Enfin, aux termes de l'article 139 du règlement, une proposition de résolution ne peut être mise en discussion si le garde des sceaux fait connaître que des poursuites judiciaires sont en cours sur les faits concernés. L'ordonnance du 17 novembre 1958 prévoit, quant à elle, que la mission d'une commission d'enquête déjà créée prend fin dès l'ouverture d'une information judiciaire relative aux faits sur lesquels elle est chargée d'enquêter. C'est normal, en vertu de la séparation des pouvoirs.

Le ministre de la justice, M. Éric Dupond-Moretti, a fait savoir, dans un courrier du 20 avril dernier, que « le périmètre de la commission d'enquête envisagée est susceptible de recouvrir des enquêtes en matière d'aide au séjour irrégulier ou de traite des êtres humains ».

L'aide au séjour irrégulier est punie par les articles L. 823-1 et suivants du code de l'entrée et du séjour des étrangers et du droit d'asile. Est incriminé le fait, pour toute personne, de faciliter ou de tenter de faciliter, par une aide directe ou indirecte, l'entrée, la circulation ou le séjour irréguliers d'un ressortissant étranger. Des immunités sont néanmoins prévues lorsque l'aide à la circulation ou au séjour a été fournie par un ascendant, un descendant ou le conjoint, ou lorsqu'elle a été apportée sans contrepartie et dans un but exclusivement humanitaire.

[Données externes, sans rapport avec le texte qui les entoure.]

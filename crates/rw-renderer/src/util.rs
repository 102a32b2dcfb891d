//! Shared helpers for markdown rendering.

use pulldown_cmark::HeadingLevel;

/// Convert heading level enum to number (1-6).
#[must_use]
pub(crate) fn heading_level_to_num(level: HeadingLevel) -> u32 {
    match level {
        HeadingLevel::H1 => 1,
        HeadingLevel::H2 => 2,
        HeadingLevel::H3 => 3,
        HeadingLevel::H4 => 4,
        HeadingLevel::H5 => 5,
        HeadingLevel::H6 => 6,
    }
}

/// Language tag of a fenced code block: the first word of its info string.
pub(crate) fn fence_language(info: &str) -> Option<&str> {
    info.split_whitespace().next()
}

/// `data` without trailing `\n` bytes.
pub(crate) fn trim_trailing_newlines(data: &[u8]) -> &[u8] {
    let end = data.len() - data.iter().rev().take_while(|&&b| b == b'\n').count();
    &data[..end]
}
//! Per-instance state of the HTML and TOC backends.

use rw_buffer::Buffer;

use crate::callbacks::Renderer;
use crate::flags::HtmlFlags;

/// Heading depth that receives `toc_N` anchors when nothing else is configured.
pub const DEFAULT_NESTING_LEVEL: u32 = 6;

/// Hook writing extra attributes into an anchor's opening tag.
///
/// Called with the output positioned after the closing quote of `href`, and
/// the raw link target. Whatever it writes lands before the tag's `>`.
pub type LinkAttributesFn = fn(&mut Buffer, &[u8], &HtmlState);

/// Heading bookkeeping shared by the HTML and TOC backends.
#[derive(Clone, Copy, Debug, Default, PartialEq, Eq)]
pub struct TocData {
    /// Next `toc_N` anchor number.
    pub header_count: u32,
    /// Depth of the TOC list currently open (0 before the first heading).
    pub current_level: u32,
    /// Subtracted from heading levels so the first heading sits at depth 1.
    pub level_offset: u32,
    /// Deepest heading level that gets an anchor or TOC entry.
    pub nesting_level: u32,
}

/// State owned by one HTML or TOC renderer instance.
#[derive(Clone, Copy, Debug, Default)]
pub struct HtmlState {
    pub flags: HtmlFlags,
    pub toc: TocData,
    pub link_attributes: Option<LinkAttributesFn>,
}

impl HtmlState {
    #[must_use]
    pub fn new(flags: HtmlFlags, nesting_level: u32) -> Self {
        Self {
            flags,
            toc: TocData {
                nesting_level,
                ..TocData::default()
            },
            link_attributes: None,
        }
    }

    pub(crate) fn use_xhtml(&self) -> bool {
        self.flags.contains(HtmlFlags::USE_XHTML)
    }
}

/// Declarative configuration for the HTML backends.
///
/// ```
/// use rw_renderer::{HtmlFlags, HtmlOptions};
///
/// let options = HtmlOptions {
///     flags: HtmlFlags::USE_XHTML,
///     ..HtmlOptions::default()
/// };
/// let renderer = options.renderer();
/// assert!(renderer.state.flags.contains(HtmlFlags::USE_XHTML));
/// ```
#[derive(Clone, Copy, Debug, PartialEq, Eq)]
#[cfg_attr(
    feature = "serde",
    derive(serde::Serialize, serde::Deserialize),
    serde(default, rename_all = "kebab-case")
)]
pub struct HtmlOptions {
    /// Rendering flags.
    pub flags: HtmlFlags,
    /// Deepest heading level that gets an anchor or TOC entry.
    pub nesting_level: u32,
}

impl Default for HtmlOptions {
    fn default() -> Self {
        Self {
            flags: HtmlFlags::empty(),
            nesting_level: DEFAULT_NESTING_LEVEL,
        }
    }
}

impl HtmlOptions {
    /// Build an HTML renderer with these options.
    #[must_use]
    pub fn renderer(&self) -> Renderer<HtmlState> {
        crate::html::renderer(self.flags, self.nesting_level)
    }

    /// Build a table-of-contents renderer with these options.
    #[must_use]
    pub fn toc_renderer(&self) -> Renderer<HtmlState> {
        crate::toc::renderer(self.nesting_level)
    }
}

#[cfg(test)]
mod tests {
    use super::*;

    #[test]
    fn test_new_sets_nesting_level_only() {
        let state = HtmlState::new(HtmlFlags::HARD_WRAP, 3);
        assert_eq!(
            state.toc,
            TocData {
                nesting_level: 3,
                ..TocData::default()
            }
        );
        assert!(state.link_attributes.is_none());
        assert!(!state.use_xhtml());
    }

    #[test]
    fn test_options_default() {
        let options = HtmlOptions::default();
        assert!(options.flags.is_empty());
        assert_eq!(options.nesting_level, DEFAULT_NESTING_LEVEL);
    }

    #[test]
    fn test_options_build_renderers() {
        let options = HtmlOptions {
            flags: HtmlFlags::SKIP_HTML,
            nesting_level: 2,
        };
        let html = options.renderer();
        assert_eq!(html.state.toc.nesting_level, 2);
        assert!(html.callbacks.blockhtml.is_none());
        let toc = options.toc_renderer();
        assert_eq!(toc.state.toc.nesting_level, 2);
        assert!(toc.callbacks.paragraph.is_none());
    }

    #[cfg(feature = "serde")]
    #[test]
    fn test_options_deserialize() {
        let options: HtmlOptions =
            serde_json::from_str(r#"{"flags": "escape,hard-wrap", "nesting-level": 3}"#).unwrap();
        assert_eq!(options.flags, HtmlFlags::ESCAPE | HtmlFlags::HARD_WRAP);
        assert_eq!(options.nesting_level, 3);

        let defaults: HtmlOptions = serde_json::from_str("{}").unwrap();
        assert_eq!(defaults, HtmlOptions::default());
    }
}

La traite des êtres humains, quant à elle, est punie par l'article 225-4-1 du code pénal. Elle consiste à recruter, transporter, transférer, héberger ou accueillir une personne à des fins d'exploitation, par exemple dans le cadre du proxénétisme ou du travail forcé – notre collègue Jean-Michel Clément sait très bien quel problème se pose notamment à Poitiers –, avec l'emploi de menace, de contrainte ou de violence, par l'abus d'une situation de vulnérabilité ou encore par la pression exercée par un ascendant ou une personne ayant autorité. Les peines sont alourdies lorsque la traite a été commise hors du territoire français ou lors de l'arrivée de la victime sur notre territoire.

Compte tenu des précisions apportées par le garde des sceaux, la commission d'enquête devra veiller à ne faire porter ses travaux en aucun cas sur des faits d'aide au séjour irrégulier – en dehors des immunités prévues – ou de traite des êtres humains faisant l'objet de poursuites judiciaires. Sous cette réserve, la création d'une commission d'enquête sur les migrations, les déplacements de populations et les conditions de vie et d'accès au droit des migrants, réfugiés et apatrides en regard des engagements nationaux, européens et internationaux de la France apparaît recevable.